Veterans court program helping former service members stay out of jail
COLUMBUS, Ind. – Court resumed Thursday for veterans who are seeking treatment from drugs and alcohol abuse. It’s part of the Bartholomew County Veterans Treatment Court program to help veterans and keep them from spending time in jail.
The program has been going on for more than two years in the county. Leaders said more and more communities are starting court programs for treatment to help veterans who have struggled following their military service.
“The ultimate goal of the treatment is to help them restore their lives back to where they were,” said Bartholomew County Superior Court 1 Judge Jim Worton.
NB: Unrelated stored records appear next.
use std::sync::Arc;

use tokio::sync::mpsc;

use super::{AuditEventEnvelope, AuditHandle, AuditRecord, AuditStore};

/// Background task that receives audit events and writes them to storage
pub struct AuditWriter {
    rx: mpsc::Receiver<AuditEventEnvelope>,
    store: Arc<dyn AuditStore>,
}

impl AuditWriter {
    /// Create a new audit writer
    pub fn new(rx: mpsc::Receiver<AuditEventEnvelope>, store: Arc<dyn AuditStore>) -> Self {
        Self { rx, store }
    }

    /// Run the writer, consuming events until the channel is closed
    ///
    /// This should be spawned as a background task.
    pub async fn run(mut self) {
        tracing::info!("Audit writer started");

        while let Some(envelope) = self.rx.recv().await {
            let record = AuditRecord {
                id: 0, // Will be set by database
                timestamp: envelope.timestamp,
                event_type: envelope.event.event_type().to_string(),
                item_id: envelope.event.item_id(),
                user_id: envelope.event.user_id().map(String::from),
                data: envelope.event,
            };

            if let Err(e) = self.store.insert(&record) {
                tracing::error!("Failed to write audit event: {}", e);
            }
        }

        tracing::info!("Audit writer shutting down");
    }
}

/// Create a complete audit system
///
/// Returns:
/// - `AuditHandle` - for emitting events (clone this to share across tasks)
/// - `AuditWriter` - spawn this as a background task with `tokio::spawn(writer.run())`
///
/// # Arguments
/// * `store` - The audit store to write events to
/// * `buffer_size` - Size of the channel buffer (events will block if full)
pub fn create_audit_system(
    store: Arc<dyn AuditStore>,
    buffer_size: usize,
) -> (AuditHandle, AuditWriter) {
    let (tx, rx) = mpsc::channel(buffer_size);
    let handle = AuditHandle::new(tx);
    let writer = AuditWriter::new(rx, store);
    (handle, writer)
}

#[cfg(test)]
mod tests {
    use std::sync::Mutex;

    use super::*;
    use crate::audit::{AuditError, AuditEvent, AuditFilter};

    /// Mock store that records insert calls
    struct MockStore {
        records: Mutex<Vec<AuditRecord>>,
        should_fail: bool,
    }

    impl MockStore {
        fn new() -> Self {
            Self {
                records: Mutex::new(Vec::new()),
                should_fail: false,
            }
        }

        fn failing() -> Self {
            Self {
                records: Mutex::new(Vec::new()),
                should_fail: true,
            }
        }

        fn get_records(&self) -> Vec<AuditRecord> {
            self.records.lock().unwrap().clone()
        }
    }

    impl AuditStore for MockStore {
        fn insert(&self, record: &AuditRecord) -> Result<i64, AuditError> {
            if self.should_fail {
                return Err(AuditError::Database("Mock failure".to_string()));
            }
            let mut records = self.records.lock().unwrap();
            let id = records.len() as i64 + 1;
            let mut stored = record.clone();
            stored.id = id;
            records.push(stored);
            Ok(id)
        }

        fn query(&self, _filter: &AuditFilter) -> Result<Vec<AuditRecord>, AuditError> {
            Ok(self.records.lock().unwrap().clone())
        }

        fn count(&self, _filter: &AuditFilter) -> Result<i64, AuditError> {
            Ok(self.records.lock().unwrap().len() as i64)
        }
    }

    #[tokio::test]
    async fn test_writer_receives_and_stores_events() {
        let store = Arc::new(MockStore::new());
        let store_dyn: Arc<dyn AuditStore> = Arc::clone(&store) as Arc<dyn AuditStore>;
        let (handle, writer) = create_audit_system(store_dyn, 10);

        let writer_handle = tokio::spawn(writer.run());

        handle
            .emit(AuditEvent::ServiceStarted {
                version: "0.1.0".to_string(),
                config_hash: "abc123".to_string(),
            })
            .await;

        tokio::time::sleep(tokio::time::Duration::from_millis(50)).await;

        drop(handle);

        writer_handle.await.unwrap();

        let records = store.get_records();
        assert_eq!(records.len(), 1);
        assert_eq!(records[0].event_type, "service_started");
    }

    #[tokio::test]
    async fn test_writer_handles_multiple_events() {
        let store = Arc::new(MockStore::new());
        let store_dyn: Arc<dyn AuditStore> = Arc::clone(&store) as Arc<dyn AuditStore>;
        let (handle, writer) = create_audit_system(store_dyn, 10);

        let writer_handle = tokio::spawn(writer.run());

        for i in 0..5 {
            handle
                .emit(AuditEvent::QueueItemAdded {
                    item_id: i,
                    catalog_id: None,
                    kind: "torrent".to_string(),
                    requested_by: Some("user".to_string()),
                })
                .await;
        }

        tokio::time::sleep(tokio::time::Duration::from_millis(50)).await;
        drop(handle);
        writer_handle.await.unwrap();

        let records = store.get_records();
        assert_eq!(records.len(), 5);
    }

    #[tokio::test]
    async fn test_writer_continues_on_insert_failure() {
        let store = Arc::new(MockStore::failing());
        let store_dyn: Arc<dyn AuditStore> = Arc::clone(&store) as Arc<dyn AuditStore>;
        let (handle, writer) = create_audit_system(store_dyn, 10);

        let writer_handle = tokio::spawn(writer.run());

        handle
            .emit(AuditEvent::ServiceStarted {
                version: "0.1.0".to_string(),
                config_hash: "abc123".to_string(),
            })
            .await;

        tokio::time::sleep(tokio::time::Duration::from_millis(50)).await;
        drop(handle);

        writer_handle.await.unwrap();
    }

    #[tokio::test]
    async fn test_writer_extracts_item_and_user_ids() {
        let store = Arc::new(MockStore::new());
        let store_dyn: Arc<dyn AuditStore> = Arc::clone(&store) as Arc<dyn AuditStore>;
        let (handle, writer) = create_audit_system(store_dyn, 10);

        let writer_handle = tokio::spawn(writer.run());

        handle
            .emit(AuditEvent::QueueItemAdded {
                item_id: 123,
                catalog_id: None,
                kind: "torrent".to_string(),
                requested_by: Some("user-456".to_string()),
            })
            .await;

        tokio::time::sleep(tokio::time::Duration::from_millis(50)).await;
        drop(handle);
        writer_handle.await.unwrap();

        let records = store.get_records();
        assert_eq!(records.len(), 1);
        assert_eq!(records[0].item_id, Some(123));
        assert_eq!(records[0].user_id, Some("user-456".to_string()));
    }

    #[tokio::test]
    async fn test_cloned_handles_share_writer() {
        let store = Arc::new(MockStore::new());
        let store_dyn: Arc<dyn AuditStore> = Arc::clone(&store) as Arc<dyn AuditStore>;
        let (handle1, writer) = create_audit_system(store_dyn, 10);
        let handle2 = handle1.clone();

        let writer_handle = tokio::spawn(writer.run());

        handle1
            .emit(AuditEvent::ServiceStarted {
                version: "0.1.0".to_string(),
                config_hash: "abc".to_string(),
            })
            .await;

        handle2
            .emit(AuditEvent::ServiceStopped {
                reason: "test".to_string(),
            })
            .await;

        tokio::time::sleep(tokio::time::Duration::from_millis(50)).await;
        drop(handle1);
        drop(handle2);
        writer_handle.await.unwrap();

        let records = store.get_records();
        assert_eq!(records.len(), 2);
    }

    #[tokio::test]
    async fn test_writer_waits_for_all_handles_to_drop() {
        // This tests the scenario from main.rs shutdown:
        // Multiple components hold cloned handles, writer must wait for ALL to drop.
        let store = Arc::new(MockStore::new());
        let store_dyn: Arc<dyn AuditStore> = Arc::clone(&store) as Arc<dyn AuditStore>;
        let (main_handle, writer) = create_audit_system(store_dyn, 10);

        let orchestrator_handle = main_handle.clone();
        let pipeline_handle = main_handle.clone();
        let state_handle = main_handle.clone();

        let writer_handle = tokio::spawn(writer.run());

        orchestrator_handle
            .emit(AuditEvent::StateChanged {
                item_id: 1,
                from_status: "queued".to_string(),
                to_status: "searching".to_string(),
                reason: None,
            })
            .await;

        main_handle
            .emit(AuditEvent::ServiceStopped {
                reason: "graceful_shutdown".to_string(),
            })
            .await;

        tokio::time::sleep(tokio::time::Duration::from_millis(50)).await;

        drop(main_handle);
        drop(state_handle);

        assert!(
            !writer_handle.is_finished(),
            "Writer should still be running with handles alive"
        );

        drop(orchestrator_handle);
        drop(pipeline_handle);

        let result = tokio::time::timeout(tokio::time::Duration::from_secs(1), writer_handle).await;

        assert!(
            result.is_ok(),
            "Writer should have exited after all handles dropped"
        );

        let records = store.get_records();
        assert_eq!(records.len(), 2, "Both events should be recorded");
    }

    #[tokio::test]
    async fn test_events_emitted_just_before_drop_are_captured() {
        let store = Arc::new(MockStore::new());
        let store_dyn: Arc<dyn AuditStore> = Arc::clone(&store) as Arc<dyn AuditStore>;
        let (handle, writer) = create_audit_system(store_dyn, 100);

        let writer_handle = tokio::spawn(writer.run());

        handle
            .emit(AuditEvent::ServiceStopped {
                reason: "graceful_shutdown".to_string(),
            })
            .await;
        drop(handle);

        writer_handle.await.unwrap();

        let records = store.get_records();
        assert_eq!(records.len(), 1);
        assert_eq!(records[0].event_type, "service_stopped");
    }

    #[tokio::test]
    async fn test_graceful_shutdown_sequence() {
        let store = Arc::new(MockStore::new());
        let store_dyn: Arc<dyn AuditStore> = Arc::clone(&store) as Arc<dyn AuditStore>;
        let (audit_handle, writer) = create_audit_system(store_dyn, 100);

        let orchestrator_audit = Some(audit_handle.clone());

        let writer_handle = tokio::spawn(writer.run());

        audit_handle
            .emit(AuditEvent::ServiceStarted {
                version: "0.1.0".to_string(),
                config_hash: "test".to_string(),
            })
            .await;

        audit_handle
            .emit(AuditEvent::QueueItemAdded {
                item_id: 1,
                catalog_id: None,
                kind: "torrent".to_string(),
                requested_by: Some("user".to_string()),
            })
            .await;

        audit_handle
            .emit(AuditEvent::ServiceStopped {
                reason: "graceful_shutdown".to_string(),
            })
            .await;

        drop(orchestrator_audit);
        drop(audit_handle);

        let result = tokio::time::timeout(tokio::time::Duration::from_secs(2), writer_handle).await;

        assert!(
            result.is_ok(),
            "Writer should exit after all handles dropped"
        );

        let records = store.get_records();
        assert_eq!(records.len(), 3, "All 3 events should be recorded");
        assert_eq!(records[0].event_type, "service_started");
        assert_eq!(records[1].event_type, "queue:item_added");
        assert_eq!(records[2].event_type, "service_stopped");
    }
}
Worton runs the veterans court program, where men and women come in front of his bench twice a month to give progress reports and update them on their treatment. It can take more than a year for a person in the program to graduate and have their record expunged.
“It’s an incentive to make sure they are doing what they’re supposed to be doing,” said Richard Caldwell.
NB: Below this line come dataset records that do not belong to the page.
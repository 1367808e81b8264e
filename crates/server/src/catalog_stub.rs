//! Fallback catalog-download collaborator.
//!
//! The DRM-protected catalog service (Audible or equivalent) is an opaque
//! external collaborator this binary does not implement a client for. Any
//! catalog-kind queue item dispatched against this stub fails fast with a
//! clear error rather than hanging, so a deployment without a real catalog
//! client still boots and serves torrent-only downloads.

use async_trait::async_trait;
use bookwright_core::{
    CancelToken, CatalogDownloadOutcome, CatalogDownloadRequest, CatalogDownloadWorker,
    CatalogOwnership, CatalogWorkerError, ProgressCb,
};

pub struct UnconfiguredCatalogWorker;

#[async_trait]
impl CatalogDownloadWorker for UnconfiguredCatalogWorker {
    async fn download(
        &self,
        _request: CatalogDownloadRequest,
        _progress_cb: ProgressCb,
        _cancel_token: CancelToken,
    ) -> Result<CatalogDownloadOutcome, CatalogWorkerError> {
        Err(CatalogWorkerError::Network(
            "no catalog download client configured for this deployment".to_string(),
        ))
    }
}

pub struct UnconfiguredCatalogOwnership;

#[async_trait]
impl CatalogOwnership for UnconfiguredCatalogOwnership {
    async fn is_owned(&self, _catalog_id: &str) -> bool {
        false
    }
}
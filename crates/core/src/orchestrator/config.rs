//! The orchestrator's view of its own configuration.
//!
//! `OrchestratorSettings` (in [`crate::config`]) is the TOML/env-deserializable
//! struct a deployment actually writes; this module just re-exports it under
//! the name the orchestrator constructor expects, so the two are never two
//! structs drifting out of sync. See DESIGN.md for why this collapsed what
//! used to be a second, orchestrator-local config type with its own
//! `RetryConfig`.

pub use crate::config::OrchestratorSettings as OrchestratorConfig;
Caldwell served in the military, starting during the Vietnam era. Today, he continues serving, but this time, as a volunteer mentor.
Each person in the program is assigned a mentor to provide support through the treatment programs.
Caldwell said Worton will put a veteran in jail for a weekend if they slip up during their treatment. He said it’s a way to make sure veterans take the program seriously and get back to meeting their goals.
“A lot of them take up drinking,” said Caldwell. “A lot of them take up drugs. Some of them have lost their jobs and they get themselves in trouble.”
Caldwell was in the courtroom as Scott Paetzel, who decided to enroll in veterans court after a DUI, gave an update on the help he’s received.
“I’ve used the civilian side and it was more of an in and out process,” said Paetzel. “Here in the veterans court they actually listen to your needs and help your needs as well.”
Paetzel said he’s a few days away from being eight months sober. He said having a mentor is a big part of getting him this far.
“Me and my mentor we go out to eat, and any issues arise with me, I can call and get advice and suggestions,” Paetzel said.
Paetzel, who served in the U.S. Army from 1990 to 1999, said he can graduate from the program in July if he stays on course.